Serotonin type 3 (5-HT3) receptors are pentameric ion channels belonging to the superfamily of Cys-loop receptors. Receptor activation either leads to fast excitatory responses or modulation of neurotransmitter release depending on their neuronal localisation. 5-HT3 receptors are known to be expressed in the central nervous system in regions involved in the vomiting reflex, processing of pain, the reward system, cognition and anxiety control. In the periphery they are present on a variety of neurons and immune cells. 5-HT3 receptors are known to be involved in emesis, pain disorders, drug addiction, psychiatric and GI disorders. Progress in molecular genetics gives direction to personalised medical strategies for treating complex diseases such as psychiatric and functional GI disorders and unravelling individual drug responses in pharmacogenetic approaches.
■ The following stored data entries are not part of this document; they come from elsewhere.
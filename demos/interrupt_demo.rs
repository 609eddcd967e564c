//! Interrupt Capability Demo
//!
//! Demonstrates cancelling an in-flight agent turn with
//! `cancel::CancellationToken`:
//!
//! 1. A deadline-based cancel (cancel the token after a fixed duration).
//! 2. A concurrent cancel button (a second task flips the token based on
//!    an external condition, simulating a user pressing Ctrl-C).
//!
//! Requires Ollama running at http://localhost:11434 with a model loaded.

use std::sync::Arc;
use std::time::Duration;

use open_agent_core::prelude::*;

struct StdinInput;
impl PermissionInput for StdinInput {
    fn read_line(&self) -> std::pin::Pin<Box<dyn std::future::Future<Output = String> + Send + '_>> {
        Box::pin(async { "y".to_string() })
    }
}

fn build(config: Arc<Config>) -> Result<ResilientClient, Box<dyn std::error::Error>> {
    let client = Client::new(config)?;
    Ok(ResilientClient::new(client, Default::default()))
}

async fn deadline_cancel(config: Arc<Config>) -> Result<(), Box<dyn std::error::Error>> {
    println!("=== Deadline-based cancel ===");

    let backend = build(config.clone())?;
    let registry = ToolRegistry::new();
    let policy = PermissionPolicy::new(Mode::Auto);
    let context = ContextManager::new(config.context_window, config.auto_compact_threshold, config.warn_threshold);
    let executor = ParallelExecutor::new(4);
    let input = StdinInput;
    let cancel = CancellationToken::new();

    let deadline_cancel = cancel.clone();
    tokio::spawn(async move {
        tokio::time::sleep(Duration::from_secs(3)).await;
        deadline_cancel.cancel();
    });

    let agent_loop = AgentLoop::new(
        &backend, &registry, &policy, &context, &executor, &NullSink, &input,
        "You are a helpful assistant. Be verbose.", config.preserve_last,
    );
    match agent_loop.run_task(&cancel, "Write a detailed 1000-word essay about quantum computing").await {
        Ok(outcome) => println!("completed within the deadline: {} chars", outcome.text.len()),
        Err(e) => println!("cancelled: {e}"),
    }
    println!();
    Ok(())
}

async fn concurrent_cancel_button(config: Arc<Config>) -> Result<(), Box<dyn std::error::Error>> {
    println!("=== Concurrent cancel button ===");

    let backend = build(config.clone())?;
    let registry = ToolRegistry::new();
    let policy = PermissionPolicy::new(Mode::Auto);
    let context = ContextManager::new(config.context_window, config.auto_compact_threshold, config.warn_threshold);
    let executor = ParallelExecutor::new(4);
    let input = StdinInput;
    let cancel = CancellationToken::new();

    let button = cancel.clone();
    let cancel_signal = Arc::new(tokio::sync::Notify::new());
    let waiter = cancel_signal.clone();
    tokio::spawn(async move {
        waiter.notified().await;
        button.cancel();
    });

    // Simulates the user pressing a cancel button after deciding the
    // response is no longer needed.
    cancel_signal.notify_one();

    let agent_loop = AgentLoop::new(
        &backend, &registry, &policy, &context, &executor, &NullSink, &input,
        "You are a helpful assistant.", config.preserve_last,
    );
    match agent_loop.run_task(&cancel, "What's the capital of France?").await {
        Ok(outcome) => println!("completed before cancel took effect: {}", outcome.text),
        Err(e) => println!("cancelled: {e}"),
    }
    println!();
    Ok(())
}

#[tokio::main]
async fn main() -> Result<(), Box<dyn std::error::Error>> {
    let config = Arc::new(
        Config::builder()
            .base_url("http://localhost:11434")
            .model_smart("qwen2.5-coder:14b")
            .build()?,
    );

    deadline_cancel(config.clone()).await?;
    concurrent_cancel_button(config).await?;
    Ok(())
}
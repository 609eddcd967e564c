//! Executor agent (K): runs a single plan step (or a direct task, when the
//! orchestrator takes the single-agent path) through the full agent loop
//! (A/B/C/D/E via `AgentLoop`), then reports what happened as an
//! [`ExecutionResult`].
//!
//! This is a thin wrapper — all the turn-by-turn machinery lives in
//! `agent_loop.rs`. What this module adds is collecting the tool calls the
//! step issued, so the orchestrator can extract `write_file`/`edit_file`
//! targets for the verifier (§4.8d) without the agent loop itself needing
//! to know anything about verification.

use crate::agent_loop::AgentLoop;
use crate::cancel::CancellationToken;
use crate::context::ContextManager;
use crate::types::{ExecutionResult, MessageRole, ToolCall};

/// Runs `task_description` to completion and collects every tool call
/// issued along the way (from the newly appended assistant messages),
/// regardless of whether the run ultimately succeeded.
pub async fn execute(
    agent_loop: &AgentLoop<'_>,
    context: &ContextManager,
    cancel: &CancellationToken,
    task_description: &str,
) -> ExecutionResult {
    let start_index = context.messages().len();
    let outcome = agent_loop.run_task(cancel, task_description).await;
    let tool_calls = collect_tool_calls(&context.messages()[start_index..]);

    match outcome {
        Ok(o) => ExecutionResult {
            success: true,
            output: o.text,
            tool_calls,
            error: None,
        },
        Err(e) => ExecutionResult {
            success: false,
            output: String::new(),
            tool_calls,
            error: Some(e),
        },
    }
}

fn collect_tool_calls(messages: &[crate::types::Message]) -> Vec<ToolCall> {
    messages
        .iter()
        .filter(|m| m.role == MessageRole::Assistant)
        .filter_map(|m| m.tool_calls.as_ref())
        .flatten()
        .cloned()
        .collect()
}
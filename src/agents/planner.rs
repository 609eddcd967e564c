//! Planner agent (J): turns a task description into an ordered
//! [`StructuredPlan`] via a single unary chat call.
//!
//! Asks the model for a JSON array of steps and parses it with the same
//! tolerant philosophy `stream.rs` uses for tool arguments: a response
//! that isn't valid JSON degrades to a single-step plan containing the raw
//! text rather than an error, since a plan the orchestrator can show the
//! user and let them reject is more useful than a hard failure here.

use serde::Deserialize;

use crate::cancel::CancellationToken;
use crate::client::ChatBackend;
use crate::error::Result;
use crate::types::{Message, Step, StructuredPlan};

const PLANNER_SYSTEM_PROMPT: &str = "You are a planning assistant. Break the user's task into an \
ordered list of concrete steps. Respond with ONLY a JSON array, no prose, where each element is \
an object: {\"id\": \"1\", \"description\": \"...\", \"depends_on\": [\"<ids of steps that must \
finish first>\"]}. Keep steps small and independently verifiable.";

#[derive(Debug, Deserialize)]
struct WireStep {
    id: String,
    description: String,
    #[serde(default)]
    depends_on: Vec<String>,
}

/// Produces a plan for `task`. The backend is assumed already set to
/// whatever tier the caller wants the planner to reason at — this
/// function does not switch tiers itself (unlike the router, which owns
/// a tier swap scoped to its own call).
pub async fn plan(backend: &dyn ChatBackend, cancel: &CancellationToken, task: &str) -> Result<StructuredPlan> {
    let (text, _tool_calls, _usage) = backend
        .chat(cancel, &[Message::user(task)], &[], PLANNER_SYSTEM_PROMPT)
        .await?;

    Ok(parse_plan(&text))
}

fn parse_plan(text: &str) -> StructuredPlan {
    let json_slice = extract_json_array(text);
    if let Ok(wire_steps) = serde_json::from_str::<Vec<WireStep>>(json_slice) {
        if !wire_steps.is_empty() {
            return StructuredPlan {
                steps: wire_steps
                    .into_iter()
                    .map(|w| Step::new(w.id, w.description, w.depends_on))
                    .collect(),
            };
        }
    }

    // Degraded fallback: one step carrying the raw response, so the
    // orchestrator still has something to show for an approval prompt.
    StructuredPlan {
        steps: vec![Step::new("1", text.trim(), vec![])],
    }
}

/// Finds the first `[...]` span in `text`, tolerating a model that wraps
/// its JSON in prose or a code fence despite instructions not to.
fn extract_json_array(text: &str) -> &str {
    let start = text.find('[');
    let end = text.rfind(']');
    match (start, end) {
        (Some(s), Some(e)) if s < e => &text[s..=e],
        _ => text,
    }
}
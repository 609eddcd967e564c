//! Output sink and permission input: the two interfaces the terminal UI
//! plugs in (SPEC_FULL.md §6). Neither is implemented here — the core only
//! consumes them, the same way the teacher's `hooks.rs` only consumes
//! `Arc<dyn Fn(...) -> Pin<Box<dyn Future<...>>> + Send + Sync>` handlers
//! without caring what the application does inside one.

use std::future::Future;
use std::pin::Pin;

use crate::types::{ContextStats, PermissionLevel, Usage};

/// One typed event the core reports to the UI. `Done` marks normal
/// completion of an agent turn; sinks see no further events until the
/// next turn begins.
#[derive(Debug, Clone)]
pub enum SinkEvent {
    Text(String),
    Thinking(String),
    ToolCall { name: String, input: serde_json::Value },
    ToolResult { name: String, text: String, is_error: bool },
    Info(String),
    Warning(String),
    Success(String),
    Error(String),
    Activity(String),
    Stats { iteration: usize, tokens: Usage, elapsed: std::time::Duration },
    RateLimit { delay: std::time::Duration, reason: String, attempt: u32, max: u32 },
    ContextStats(ContextStats),
    PermissionPrompt { tool: String, level: PermissionLevel, description: String },
    Plan(String),
    PlanUpdate(String),
    Done,
}

/// Receives [`SinkEvent`]s from the agent loop and any background task it
/// spawns. Implementations must tolerate concurrent `send` calls — the
/// parallel executor (E) reports tool results from multiple tasks at once.
pub trait OutputSink: Send + Sync {
    fn send(&self, event: SinkEvent);
}

/// A no-op sink, useful for tests and headless callers that don't need
/// progress reporting.
pub struct NullSink;

impl OutputSink for NullSink {
    fn send(&self, _event: SinkEvent) {}
}

/// Blocking permission input: yields a raw line the permission policy (D)
/// interprets as `y|n|a|v|yes|no|always|never` (anything else denies).
///
/// Modeled on the teacher's `Arc<dyn Fn(...) -> Pin<Box<dyn Future<Output =
/// ...> + Send>> + Send + Sync>` hook-handler shape (`hooks.rs`), since the
/// input function is itself async (it waits on a terminal read) and must be
/// object-safe to store behind a trait object.
pub trait PermissionInput: Send + Sync {
    fn read_line(&self) -> Pin<Box<dyn Future<Output = String> + Send + '_>>;
}

/// Session persistence (injected): invoked after each message append with a
/// copy of the conversation. The core never writes the conversation itself.
pub type OnSave = std::sync::Arc<dyn Fn(Vec<crate::types::Message>) + Send + Sync>;
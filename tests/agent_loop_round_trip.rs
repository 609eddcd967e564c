//! End-to-end exercise of the agent loop against a scripted backend: one
//! tool call, one tool result, then a final answer with no further calls.
//! Covers the round-trip shape the masking and context-stats logic further
//! downstream both depend on (scenario 1).

use std::pin::Pin;
use std::sync::atomic::{AtomicUsize, Ordering};
use std::sync::Mutex;

use futures::Stream;
use open_agent_core::agent_loop::AgentLoop;
use open_agent_core::cancel::CancellationToken;
use open_agent_core::client::ChatBackend;
use open_agent_core::context::ContextManager;
use open_agent_core::error::Result;
use open_agent_core::executor::ParallelExecutor;
use open_agent_core::permission::{Mode, PermissionPolicy};
use open_agent_core::sink::{NullSink, PermissionInput};
use open_agent_core::tools::{tool, ToolRegistry};
use open_agent_core::types::{Message, MessageRole, StreamChunk, Tier, ToolCall, ToolDefinition, Usage};

struct AlwaysYes;
impl PermissionInput for AlwaysYes {
    fn read_line(&self) -> Pin<Box<dyn std::future::Future<Output = String> + Send + '_>> {
        Box::pin(async { "y".to_string() })
    }
}

/// First turn answers with a single `read_file` tool call, second turn
/// answers with plain text and no calls, ending the loop.
struct ScriptedBackend {
    turn: AtomicUsize,
}

#[async_trait::async_trait]
impl ChatBackend for ScriptedBackend {
    async fn chat(
        &self,
        _cancel: &CancellationToken,
        _messages: &[Message],
        _tools: &[ToolDefinition],
        _system_prompt: &str,
    ) -> Result<(String, Vec<ToolCall>, Option<Usage>)> {
        unreachable!("agent loop drives turns through stream_chat")
    }

    async fn stream_chat(
        &self,
        _cancel: CancellationToken,
        _messages: &[Message],
        _tools: &[ToolDefinition],
        _system_prompt: &str,
    ) -> Result<Pin<Box<dyn Stream<Item = StreamChunk> + Send>>> {
        let turn = self.turn.fetch_add(1, Ordering::SeqCst);
        let chunks = if turn == 0 {
            vec![
                StreamChunk::ToolCall(ToolCall::new(
                    "c1".to_string(),
                    "read_file".to_string(),
                    serde_json::Map::new(),
                )),
                StreamChunk::Done(None),
            ]
        } else {
            vec![StreamChunk::Text("done reading".to_string()), StreamChunk::Done(None)]
        };
        Ok(Box::pin(tokio_stream::iter(chunks)))
    }

    fn tier(&self) -> Tier {
        Tier::Smart
    }
    fn set_tier(&self, _tier: Tier) {}
    fn temperature(&self) -> f32 {
        0.1
    }
    fn set_temperature(&self, _temperature: f32) {}
    fn context_window(&self) -> u32 {
        32_000
    }
    async fn check_health(&self, _cancel: &CancellationToken) -> Result<()> {
        Ok(())
    }
}

#[tokio::test]
async fn tool_call_round_trips_through_the_agent_loop_in_order() {
    let backend = ScriptedBackend { turn: AtomicUsize::new(0) };
    let mut registry = ToolRegistry::new();
    registry.register(tool("read_file", "Read a file").build(|_args| async move {
        Ok(serde_json::json!("file contents"))
    }));
    let policy = PermissionPolicy::new(Mode::Auto);
    let context = ContextManager::new(32_000, 0.85, 0.7);
    let parallel = ParallelExecutor::new(4);
    let input = AlwaysYes;
    let cancel = CancellationToken::new();

    let agent_loop = AgentLoop::new(
        &backend, &registry, &policy, &context, &parallel, &NullSink, &input,
        "system prompt", 10,
    );
    let outcome = agent_loop.run_task(&cancel, "what's in this file?").await.unwrap();

    assert_eq!(outcome.text, "done reading");
    assert_eq!(outcome.iterations, 2);

    let messages = context.messages();
    // user task, assistant(tool_calls=[c1]), tool(tool_call_id=c1), assistant(final)
    assert_eq!(messages.len(), 4);
    assert_eq!(messages[0].role, MessageRole::User);
    assert_eq!(messages[1].role, MessageRole::Assistant);
    let tool_calls = messages[1].tool_calls.as_ref().unwrap();
    assert_eq!(tool_calls.len(), 1);
    assert_eq!(tool_calls[0].id, "c1");
    assert_eq!(messages[2].role, MessageRole::Tool);
    assert_eq!(messages[2].tool_call_id.as_deref(), Some("c1"));
    assert_eq!(messages[2].content, "file contents");
    assert_eq!(messages[3].role, MessageRole::Assistant);
    assert_eq!(messages[3].content, "done reading");
}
Here we discuss the molecular basis of 5-HT3 receptor diversity at the DNA and protein level, of which our knowledge has greatly extended in the last decade. We also evaluate their role in health and disease and describe specific case–control studies addressing the involvement of polymorphisms of 5-HT3 subunit genes in complex disorders and responses to drugs. Furthermore, we focus on the actual state of the pharmacological knowledge concerning not only classical 5-HT3 antagonists – the setrons – but also compounds of various substance classes targeting 5-HT3 receptors such as anaesthetics, opioids, cannabinoids, steroids, antidepressants and antipsychotics as well as natural compounds derived from plants. This shall point to alternative treatment options modulating the 5-HT3 receptor system and open new possibilities for drug development in the future.